In Deutschland stellt sich die Situation anders dar – auch wenn die Frage, was die Polizei darf und was nicht, nicht pauschal zu beantworten ist.

"Gefahrenabwehr" ist Ländersache

Die Rechte und Pflichten der deutschen Polizei sind auf unterschiedlichen Ebenen geregelt. "Wenn sie zur Unterstützung der Strafverfolgung tätig wird – zum Beispiel bei Vernehmungen – gelten bundeseinheitliche Regeln wie die Strafprozessordnung", erklärt Markus Thiel, Professor für Öffentliches Recht an der Deutschen Hochschule der Polizei, im Gespräch mit unserer Redaktion.

Die zweite Aufgabe, die "Gefahrenabwehr", liegt dagegen in der Zuständigkeit der 16 Bundesländer. Im Detail weisen deren Gesetze Unterschiede auf. "Bayern hat mit dem Polizeiaufgabengesetz zum Beispiel sehr weitgehende Regelungen, im Vergleich dazu hat die Polizei in Berlin weniger Befugnisse. Nordrhein-Westfalen nimmt da eine Mittelposition ein", erklärt Thiel.

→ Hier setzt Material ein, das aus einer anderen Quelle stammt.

//! Reflex Core
//!
//! This crate provides a fine-grained reactive state-tracking runtime. It
//! implements:
//!
//! - Reactive wrappers over records, sequences, sets, ordered maps and boxes
//! - Automatic dependency tracking with per-key granularity
//! - Effects with scheduling, cleanup and lazy evaluation
//! - Lazily recomputed derived values and deep or getter-based watchers
//! - A deduplicating job queue flushed at an explicit host boundary
//!
//! # Architecture
//!
//! The crate is organized into several modules:
//!
//! - `reactive`: dependency store, effects, computed values, watchers and the
//!   scheduler
//! - `proxy`: raw objects, dynamic values and the wrappers that intercept
//!   reads and writes
//! - `error`: refusals reported by writes
//!
//! All runtime state is thread-local. Nothing here is `Send`.
//!
//! # Example
//!
//! ```rust,ignore
//! use reflex_core::{create_effect, reactive, EffectOptions, Object};
//!
//! // Wrap some state
//! let state = reactive(&Object::record([("count", 0)]));
//!
//! // Create an effect; it reacts for as long as the handle is held
//! let reader = state.clone();
//! let _effect = create_effect(
//!     move || println!("Count: {:?}", reader.get("count")),
//!     EffectOptions::default(),
//! );
//!
//! // Update the state
//! state.set("count", 5)?;
//! // Effect automatically runs, prints: "Count: 5"
//! ```

pub mod error;
pub mod proxy;
pub mod reactive;

pub use error::{ReactiveError, Result};
pub use proxy::{
    box_all, box_property, boxed, is_reactive, is_readonly, reactive, readonly,
    shallow_reactive, shallow_readonly, to_raw, unwrap_proxy, wrap, Object, Reactive, TargetKind,
    UnwrapProxy, Value, WrapOptions, RAW_KEY,
};
pub use reactive::{
    computed, create_effect, queue_job, queue_microtask, tick, watch, watch_target, Computed,
    Effect, EffectOptions, FlushMode, OnInvalidate, WatchHandle, WatchOptions,
};
//! Helpers shared by the wrapper tests.

use std::cell::Cell;
use std::rc::Rc;

use crate::reactive::{create_effect, Effect, EffectOptions};

/// An effect that counts its runs. The effect lives as long as this value.
pub(crate) struct Runs {
    count: Rc<Cell<u32>>,
    _effect: Effect<()>,
}

impl Runs {
    pub(crate) fn get(&self) -> u32 {
        self.count.get()
    }
}

pub(crate) fn count_runs(f: impl Fn() + 'static) -> Runs {
    let count = Rc::new(Cell::new(0));
    let counter = count.clone();
    let effect = create_effect(
        move || {
            counter.set(counter.get() + 1);
            f();
        },
        EffectOptions::default(),
    );
    Runs {
        count,
        _effect: effect,
    }
}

Die Frage nach den Personalien

Im Umgang mit Bürgerinnen und Bürgern gelten für Polizeibeamte klare Regeln. "Sie müssen bei jeder Maßnahme die rechtlichen Vorgaben beachten", sagt Thiel. Ein Beispiel wäre die Feststellung der Identität, wenn Beamte also nach Name, Anschrift oder dem Personalausweis fragen.

Obwohl dieses Thema Ländersache ist, gelten hier relativ einheitliche Regeln. "Die Polizei darf die Identität insbesondere feststellen, wenn eine Gefahr für die öffentliche Sicherheit besteht", erklärt der Rechtsanwalt Horst Wüstenbecker im Gespräch mit unserer Redaktion. "Es muss aber eine hinreichende Wahrscheinlichkeit bestehen, dass ein Schaden eintritt."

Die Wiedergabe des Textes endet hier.